Task data:
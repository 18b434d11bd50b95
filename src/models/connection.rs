//! Connection model
//!
//! A `Connection` is one configured link to a CRM vendor, together with its
//! credentials, field mappings and sync settings. Connections are persisted
//! as a whole list by the [`crate::registry::ConnectionRegistry`].

use chrono::{DateTime, Utc};
use serde::{Deserialize, Serialize};
use utoipa::ToSchema;

/// Supported CRM vendors.
#[derive(Debug, Clone, Copy, PartialEq, Eq, Hash, Serialize, Deserialize, ToSchema)]
#[serde(rename_all = "snake_case")]
pub enum CrmProvider {
    Airtable,
    Salesforce,
    Hubspot,
}

impl CrmProvider {
    /// Stable snake_case slug, used in log fields and metric labels.
    pub fn slug(&self) -> &'static str {
        match self {
            CrmProvider::Airtable => "airtable",
            CrmProvider::Salesforce => "salesforce",
            CrmProvider::Hubspot => "hubspot",
        }
    }

    /// Human-readable vendor name used for default connection names.
    pub fn display_name(&self) -> &'static str {
        match self {
            CrmProvider::Airtable => "Airtable",
            CrmProvider::Salesforce => "Salesforce",
            CrmProvider::Hubspot => "HubSpot",
        }
    }
}

impl std::fmt::Display for CrmProvider {
    fn fmt(&self, f: &mut std::fmt::Formatter<'_>) -> std::fmt::Result {
        f.write_str(self.slug())
    }
}

/// Lifecycle status of a connection.
#[derive(Debug, Clone, Copy, PartialEq, Eq, Serialize, Deserialize, ToSchema)]
#[serde(rename_all = "snake_case")]
pub enum ConnectionStatus {
    Connected,
    Error,
    Syncing,
    Disconnected,
}

/// Credential bundle for a connection. Which fields are populated depends on
/// the provider: Airtable uses `api_key` + `base_id`, OAuth vendors use the
/// token pair + `instance_url`.
#[derive(Debug, Clone, Default, PartialEq, Eq, Serialize, Deserialize, ToSchema)]
pub struct CrmCredentials {
    #[serde(default, skip_serializing_if = "Option::is_none")]
    pub api_key: Option<String>,
    #[serde(default, skip_serializing_if = "Option::is_none")]
    pub access_token: Option<String>,
    #[serde(default, skip_serializing_if = "Option::is_none")]
    pub refresh_token: Option<String>,
    /// Airtable base identifier.
    #[serde(default, skip_serializing_if = "Option::is_none")]
    pub base_id: Option<String>,
    /// Salesforce/HubSpot instance URL.
    #[serde(default, skip_serializing_if = "Option::is_none")]
    pub instance_url: Option<String>,
}

/// Direction of a single field mapping.
#[derive(Debug, Clone, Copy, PartialEq, Eq, Serialize, Deserialize, ToSchema)]
#[serde(rename_all = "snake_case")]
pub enum MappingDirection {
    ToCrm,
    FromCrm,
    Bidirectional,
}

/// One source-to-target field translation rule.
#[derive(Debug, Clone, PartialEq, Eq, Serialize, Deserialize, ToSchema)]
pub struct FieldMapping {
    pub source_field: String,
    pub target_field: String,
    pub direction: MappingDirection,
    #[serde(default)]
    pub required: bool,
}

/// Policy for reconciling divergent local/remote state.
///
/// Carried as configuration only: the current sync path is one-directional
/// (local to CRM) and never consults it.
#[derive(Debug, Clone, Copy, PartialEq, Eq, Serialize, Deserialize, ToSchema)]
#[serde(rename_all = "snake_case")]
pub enum ConflictResolution {
    CrmWins,
    ZenithWins,
    NewestWins,
    ManualReview,
}

/// Per-connection sync tuning.
///
/// The numeric floors (retry >= 0, batch >= 1, interval >= 1) are advisory
/// and not enforced at construction.
#[derive(Debug, Clone, PartialEq, Eq, Serialize, Deserialize, ToSchema)]
pub struct SyncSettings {
    pub auto_sync: bool,
    pub sync_interval_minutes: u32,
    pub sync_on_create: bool,
    pub sync_on_update: bool,
    pub conflict_resolution: ConflictResolution,
    pub batch_size: usize,
    pub retry_attempts: u32,
}

impl Default for SyncSettings {
    fn default() -> Self {
        Self {
            auto_sync: true,
            sync_interval_minutes: 30,
            sync_on_create: true,
            sync_on_update: false,
            conflict_resolution: ConflictResolution::NewestWins,
            batch_size: 10,
            retry_attempts: 3,
        }
    }
}

/// Full per-connection configuration: credentials, field mappings, settings.
#[derive(Debug, Clone, Default, PartialEq, Eq, Serialize, Deserialize, ToSchema)]
pub struct SyncConfiguration {
    #[serde(default)]
    pub credentials: CrmCredentials,
    #[serde(default)]
    pub field_mappings: Vec<FieldMapping>,
    #[serde(default)]
    pub settings: SyncSettings,
}

/// One configured link to a CRM vendor.
#[derive(Debug, Clone, Serialize, Deserialize, ToSchema)]
pub struct Connection {
    /// Unique identifier. Uniqueness is the only hard contract; ordering is
    /// incidental to the timestamp prefix.
    pub id: String,
    pub provider: CrmProvider,
    pub name: String,
    pub config: SyncConfiguration,
    /// Whether this connection participates in automatic sync. Activity for
    /// orchestration purposes additionally requires `status == connected`.
    pub is_active: bool,
    #[serde(default, skip_serializing_if = "Option::is_none")]
    pub last_sync: Option<DateTime<Utc>>,
    pub status: ConnectionStatus,
    #[serde(default, skip_serializing_if = "Option::is_none")]
    pub error_message: Option<String>,
    pub created_at: DateTime<Utc>,
    pub updated_at: DateTime<Utc>,
}

impl Connection {
    /// True when this connection qualifies for automatic sync.
    pub fn is_usable(&self) -> bool {
        self.is_active && self.status == ConnectionStatus::Connected
    }
}

/// Partial update applied by [`crate::registry::ConnectionRegistry::update_connection`].
#[derive(Debug, Clone, Default)]
pub struct ConnectionPatch {
    pub name: Option<String>,
    pub config: Option<SyncConfiguration>,
    pub is_active: Option<bool>,
    pub last_sync: Option<DateTime<Utc>>,
    pub status: Option<ConnectionStatus>,
    /// `Some(None)` clears the stored error message.
    pub error_message: Option<Option<String>>,
}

Description of the task: Could you return the complete set of entries exactly?

Response to the task:
repository 18b434d11bd50b95
filename src/models/connection.rs
//! Connection model
//!
//! A `Connection` is one configured link to a CRM vendor, together with its
//! credentials, field mappings and sync settings. Connections are persisted
//! as a whole list by the [`crate::registry::ConnectionRegistry`].

use chrono::{DateTime, Utc};
use serde::{Deserialize, Serialize};
use utoipa::ToSchema;

/// Supported CRM vendors.
#[derive(Debug, Clone, Copy, PartialEq, Eq, Hash, Serialize, Deserialize, ToSchema)]
#[serde(rename_all = "snake_case")]
pub enum CrmProvider {
    Airtable,
    Salesforce,
    Hubspot,
}

impl CrmProvider {
    /// Stable snake_case slug, used in log fields and metric labels.
    pub fn slug(&self) -> &'static str {
        match self {
            CrmProvider::Airtable => "airtable",
            CrmProvider::Salesforce => "salesforce",
            CrmProvider::Hubspot => "hubspot",
        }
    }

    /// Human-readable vendor name used for default connection names.
    pub fn display_name(&self) -> &'static str {
        match self {
            CrmProvider::Airtable => "Airtable",
            CrmProvider::Salesforce => "Salesforce",
            CrmProvider::Hubspot => "HubSpot",
        }
    }
}

impl std::fmt::Display for CrmProvider {
    fn fmt(&self, f: &mut std::fmt::Formatter<'_>) -> std::fmt::Result {
        f.write_str(self.slug())
    }
}

/// Lifecycle status of a connection.
#[derive(Debug, Clone, Copy, PartialEq, Eq, Serialize, Deserialize, ToSchema)]
#[serde(rename_all = "snake_case")]
pub enum ConnectionStatus {
    Connected,
    Error,
    Syncing,
    Disconnected,
}

/// Credential bundle for a connection. Which fields are populated depends on
/// the provider: Airtable uses `api_key` + `base_id`, OAuth vendors use the
/// token pair + `instance_url`.
#[derive(Debug, Clone, Default, PartialEq, Eq, Serialize, Deserialize, ToSchema)]
pub struct CrmCredentials {
    #[serde(default, skip_serializing_if = "Option::is_none")]
    pub api_key: Option<String>,
    #[serde(default, skip_serializing_if = "Option::is_none")]
    pub access_token: Option<String>,
    #[serde(default, skip_serializing_if = "Option::is_none")]
    pub refresh_token: Option<String>,
    /// Airtable base identifier.
    #[serde(default, skip_serializing_if = "Option::is_none")]
    pub base_id: Option<String>,
    /// Salesforce/HubSpot instance URL.
    #[serde(default, skip_serializing_if = "Option::is_none")]
    pub instance_url: Option<String>,
}

/// Direction of a single field mapping.
#[derive(Debug, Clone, Copy, PartialEq, Eq, Serialize, Deserialize, ToSchema)]
#[serde(rename_all = "snake_case")]
pub enum MappingDirection {
    ToCrm,
    FromCrm,
    Bidirectional,
}

/// One source-to-target field translation rule.
#[derive(Debug, Clone, PartialEq, Eq, Serialize, Deserialize, ToSchema)]
pub struct FieldMapping {
    pub source_field: String,
    pub target_field: String,
    pub direction: MappingDirection,
    #[serde(default)]
    pub required: bool,
}

/// Policy for reconciling divergent local/remote state.
///
/// Carried as configuration only: the current sync path is one-directional
/// (local to CRM) and never consults it.
#[derive(Debug, Clone, Copy, PartialEq, Eq, Serialize, Deserialize, ToSchema)]
#[serde(rename_all = "snake_case")]
pub enum ConflictResolution {
    CrmWins,
    ZenithWins,
    NewestWins,
    ManualReview,
}

/// Per-connection sync tuning.
///
/// The numeric floors (retry >= 0, batch >= 1, interval >= 1) are advisory
/// and not enforced at construction.
#[derive(Debug, Clone, PartialEq, Eq, Serialize, Deserialize, ToSchema)]
pub struct SyncSettings {
    pub auto_sync: bool,
    pub sync_interval_minutes: u32,
    pub sync_on_create: bool,
    pub sync_on_update: bool,
    pub conflict_resolution: ConflictResolution,
    pub batch_size: usize,
    pub retry_attempts: u32,
}

impl Default for SyncSettings {
    fn default() -> Self {
        Self {
            auto_sync: true,
            sync_interval_minutes: 30,
            sync_on_create: true,
            sync_on_update: false,
            conflict_resolution: ConflictResolution::NewestWins,
            batch_size: 10,
            retry_attempts: 3,
        }
    }
}

/// Full per-connection configuration: credentials, field mappings, settings.
#[derive(Debug, Clone, Default, PartialEq, Eq, Serialize, Deserialize, ToSchema)]
pub struct SyncConfiguration {
    #[serde(default)]
    pub credentials: CrmCredentials,
    #[serde(default)]
    pub field_mappings: Vec<FieldMapping>,
    #[serde(default)]
    pub settings: SyncSettings,
}

/// One configured link to a CRM vendor.
#[derive(Debug, Clone, Serialize, Deserialize, ToSchema)]
pub struct Connection {
    /// Unique identifier. Uniqueness is the only hard contract; ordering is
    /// incidental to the timestamp prefix.
    pub id: String,
    pub provider: CrmProvider,
    pub name: String,
    pub config: SyncConfiguration,
    /// Whether this connection participates in automatic sync. Activity for
    /// orchestration purposes additionally requires `status == connected`.
    pub is_active: bool,
    #[serde(default, skip_serializing_if = "Option::is_none")]
    pub last_sync: Option<DateTime<Utc>>,
    pub status: ConnectionStatus,
    #[serde(default, skip_serializing_if = "Option::is_none")]
    pub error_message: Option<String>,
    pub created_at: DateTime<Utc>,
    pub updated_at: DateTime<Utc>,
}

impl Connection {
    /// True when this connection qualifies for automatic sync.
    pub fn is_usable(&self) -> bool {
        self.is_active && self.status == ConnectionStatus::Connected
    }
}

/// Partial update applied by [`crate::registry::ConnectionRegistry::update_connection`].
#[derive(Debug, Clone, Default)]
pub struct ConnectionPatch {
    pub name: Option<String>,
    pub config: Option<SyncConfiguration>,
    pub is_active: Option<bool>,
    pub last_sync: Option<DateTime<Utc>>,
    pub status: Option<ConnectionStatus>,
    /// `Some(None)` clears the stored error message.
    pub error_message: Option<Option<String>>,
}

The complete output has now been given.